- EXERCISE DESCRIPTION
Search the data below for "struct"; list each line that holds it.

(Stored items)
= = = = = = =
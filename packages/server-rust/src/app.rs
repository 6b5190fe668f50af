//! Process assembly: builds the directory, relay, pipeline and network
//! module from configuration and runs them until shutdown.

use std::future::Future;
use std::path::PathBuf;
use std::sync::Arc;
use std::time::Duration;

use anyhow::Context as _;
use topicast_core::{EventKind, OperationSchema};
use tracing::{info, info_span, Instrument};

use crate::directory::MemoryDirectory;
use crate::network::{NetworkConfig, NetworkModule, ShutdownController};
use crate::service::middleware::build_operation_pipeline;
use crate::service::{
    BackgroundWorker, DirectorySweeper, EventRelay, HttpTransformer, NotificationFanout,
    OperationClassifier, OperationExecutor, OperationIngress, OperationRouter,
    PassthroughTransformer, Publisher, ServerConfig, SubscriptionManager, TransformWorker,
    WorkDispatcher,
};
use crate::traits::{ConnectionDirectory, PushGateway, Transformer};

// ---------------------------------------------------------------------------
// Configuration
// ---------------------------------------------------------------------------

/// Where subscription records live.
#[derive(Debug, Clone, Default)]
pub enum DirectoryBackend {
    #[default]
    Memory,
    /// Durable `redb` file at the given path.
    Redb(PathBuf),
}

/// Transform workers registered on request envelopes.
#[derive(Debug, Clone)]
pub struct TransformConfig {
    /// Translation service root; `None` selects the pass-through transformer.
    pub endpoint: Option<String>,
    pub api_key: Option<String>,
    /// One worker per variant.
    pub variants: Vec<String>,
    pub timeout: Duration,
}

impl Default for TransformConfig {
    fn default() -> Self {
        Self {
            endpoint: None,
            api_key: None,
            variants: vec!["fr".to_string(), "de".to_string()],
            timeout: Duration::from_secs(10),
        }
    }
}

#[derive(Debug, Clone, Default)]
pub struct AppConfig {
    pub server: ServerConfig,
    pub network: NetworkConfig,
    pub directory: DirectoryBackend,
    pub transform: TransformConfig,
}

// ---------------------------------------------------------------------------
// Topicast
// ---------------------------------------------------------------------------

/// A fully wired server with its listener already bound.
pub struct Topicast {
    node_id: String,
    port: u16,
    network: NetworkModule,
    relay: EventRelay,
    sweeper: BackgroundWorker<DirectorySweeper>,
    directory: Arc<dyn ConnectionDirectory>,
}

impl Topicast {
    /// Builds every component and binds the listener. Must run inside a
    /// tokio runtime: relay consumers and the sweeper are spawned here.
    ///
    /// # Errors
    ///
    /// Fails if the directory cannot be opened, the transformer client cannot
    /// be built, the schema does not parse, or the address cannot be bound.
    pub async fn build(config: AppConfig) -> anyhow::Result<Self> {
        let AppConfig {
            server,
            network: network_config,
            directory: backend,
            transform,
        } = config;

        let directory = open_directory(&backend)?;

        let mut network = NetworkModule::new(network_config);
        let port = network.start().await?;
        let push: Arc<dyn PushGateway> = network.registry();

        let transformer = build_transformer(&transform)?;
        let mut relay = EventRelay::builder(server.relay_queue_capacity).subscribe(
            EventKind::Response,
            Arc::new(NotificationFanout::new(Arc::clone(&directory), push)),
        );
        for variant in &transform.variants {
            relay = relay.subscribe(
                EventKind::Request,
                Arc::new(TransformWorker::new(variant.clone(), Arc::clone(&transformer))),
            );
        }
        let relay = relay.build();

        let executor = OperationExecutor::new(WorkDispatcher::new(relay.publisher()));
        let subscriptions =
            SubscriptionManager::new(Arc::clone(&directory), server.subscription_ttl);
        let router = OperationRouter::new(executor, subscriptions.clone());
        let pipeline = build_operation_pipeline(router, &server);

        let schema = OperationSchema::chat().context("failed to load operation schema")?;
        let classifier = Arc::new(OperationClassifier::new(Arc::new(schema)));
        network.attach(OperationIngress::new(classifier, pipeline), subscriptions);

        let sweeper = BackgroundWorker::start(
            DirectorySweeper::new(Arc::clone(&directory)),
            Duration::from_millis(server.sweep_interval_ms),
        );

        info!(
            node_id = %server.node_id,
            port,
            variants = ?transform.variants,
            "topicast assembled"
        );

        Ok(Self {
            node_id: server.node_id,
            port,
            network,
            relay,
            sweeper,
            directory,
        })
    }

    /// Port the listener is bound to.
    #[must_use]
    pub fn port(&self) -> u16 {
        self.port
    }

    #[must_use]
    pub fn directory(&self) -> Arc<dyn ConnectionDirectory> {
        Arc::clone(&self.directory)
    }

    /// Publishes straight onto the relay, bypassing the operation pipeline.
    #[must_use]
    pub fn publisher(&self) -> Publisher {
        self.relay.publisher()
    }

    #[must_use]
    pub fn shutdown_controller(&self) -> Arc<ShutdownController> {
        self.network.shutdown_controller()
    }

    /// Serves until `shutdown` resolves, then drains connections, stops the
    /// relay and the sweeper.
    ///
    /// # Errors
    ///
    /// Propagates fatal server errors.
    pub async fn run(self, shutdown: impl Future<Output = ()> + Send + 'static) -> anyhow::Result<()> {
        let Self {
            node_id,
            network,
            relay,
            mut sweeper,
            ..
        } = self;
        let span = info_span!("topicast", node_id = %node_id);

        async move {
            let served = network.serve(shutdown).await;
            relay.shutdown().await;
            sweeper.stop().await;
            info!("topicast stopped");
            served
        }
        .instrument(span)
        .await
    }
}

fn open_directory(backend: &DirectoryBackend) -> anyhow::Result<Arc<dyn ConnectionDirectory>> {
    match backend {
        DirectoryBackend::Memory => Ok(Arc::new(MemoryDirectory::new())),
        #[cfg(feature = "redb")]
        DirectoryBackend::Redb(path) => {
            let directory = crate::directory::RedbDirectory::open(path)
                .with_context(|| format!("failed to open directory at {}", path.display()))?;
            Ok(Arc::new(directory))
        }
        #[cfg(not(feature = "redb"))]
        DirectoryBackend::Redb(path) => anyhow::bail!(
            "directory file {} requested but the `redb` feature is disabled",
            path.display()
        ),
    }
}

fn build_transformer(config: &TransformConfig) -> anyhow::Result<Arc<dyn Transformer>> {
    match &config.endpoint {
        Some(endpoint) => {
            let transformer = HttpTransformer::new(endpoint, config.api_key.clone(), config.timeout)
                .context("failed to build transform client")?;
            Ok(Arc::new(transformer))
        }
        None => Ok(Arc::new(PassthroughTransformer)),
    }
}
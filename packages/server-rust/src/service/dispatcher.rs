//! Write path: turns an accepted write into a request envelope.

use topicast_core::Envelope;
use tracing::debug;
use uuid::Uuid;

use super::relay::Publisher;
use crate::error::RelayError;

/// Publishes request envelopes for accepted writes.
#[derive(Clone)]
pub struct WorkDispatcher {
    publisher: Publisher,
}

impl WorkDispatcher {
    #[must_use]
    pub fn new(publisher: Publisher) -> Self {
        Self { publisher }
    }

    /// Publishes `{kind: Request, topic, message}`.
    ///
    /// Returns an event id for the caller's acknowledgement. The id is not
    /// carried on the envelope.
    ///
    /// # Errors
    ///
    /// Propagates the relay's publish failure.
    pub async fn on_write(&self, topic: &str, message: &str) -> Result<Uuid, RelayError> {
        let event_id = Uuid::new_v4();
        let handlers = self.publisher.publish(Envelope::request(topic, message)).await?;
        debug!(%event_id, %topic, handlers, "write dispatched");
        Ok(event_id)
    }
}
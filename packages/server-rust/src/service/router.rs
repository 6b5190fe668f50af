//! Operation routing: dispatches a classified `Operation` by its kind.

use std::future::Future;
use std::pin::Pin;
use std::task::{Context, Poll};

use anyhow::anyhow;
use topicast_core::OperationKind;
use tower::Service;

use super::executor::OperationExecutor;
use super::operation::{Operation, OperationError, OperationResponse};
use super::subscription::SubscriptionManager;

/// Reply sent to the subscribing connection once its record is written.
pub const SUBSCRIBE_ACK: &str = "Ok";

// ---------------------------------------------------------------------------
// OperationRouter
// ---------------------------------------------------------------------------

/// Routes `Read` and `Write` to the executor and `Subscribe` to the
/// subscription manager.
///
/// Cheap to clone; every clone shares the same handlers.
#[derive(Clone)]
pub struct OperationRouter {
    executor: OperationExecutor,
    subscriptions: SubscriptionManager,
}

impl OperationRouter {
    #[must_use]
    pub fn new(executor: OperationExecutor, subscriptions: SubscriptionManager) -> Self {
        Self {
            executor,
            subscriptions,
        }
    }
}

/// Subscribe handling: the topic is the first argument of the first root field.
async fn subscribe(
    subscriptions: SubscriptionManager,
    op: Operation,
) -> Result<OperationResponse, OperationError> {
    let connection_id = op
        .transport
        .connection_id()
        .ok_or_else(|| OperationError::Internal(anyhow!("subscribe without a persistent connection")))?;

    let topic = op
        .document
        .first_operation()
        .and_then(|definition| definition.first_field())
        .and_then(|field| field.arguments.first())
        .and_then(|argument| argument.value.resolve_string(op.request.variables.as_ref()))
        .ok_or_else(|| OperationError::BadInput("subscription requires a string topic argument".into()))?;

    subscriptions.on_subscribe(&topic, connection_id).await?;
    Ok(OperationResponse::ok(SUBSCRIBE_ACK))
}

impl Service<Operation> for OperationRouter {
    type Response = OperationResponse;
    type Error = OperationError;
    type Future = Pin<Box<dyn Future<Output = Result<OperationResponse, OperationError>> + Send>>;

    fn poll_ready(&mut self, _cx: &mut Context<'_>) -> Poll<Result<(), Self::Error>> {
        Poll::Ready(Ok(()))
    }

    fn call(&mut self, op: Operation) -> Self::Future {
        match op.kind {
            OperationKind::Read => {
                let result = self.executor.read(&op);
                Box::pin(async move { result })
            }
            OperationKind::Write => {
                let executor = self.executor.clone();
                Box::pin(async move { executor.write(&op).await })
            }
            OperationKind::Subscribe => Box::pin(subscribe(self.subscriptions.clone(), op)),
        }
    }
}

// ---------------------------------------------------------------------------
// Tests
// ---------------------------------------------------------------------------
= = = = = = =
- COMPLETED EXERCISE
pub struct TransformConfig {
pub struct AppConfig {
pub struct Topicast {
pub struct WorkDispatcher {
pub struct OperationRouter {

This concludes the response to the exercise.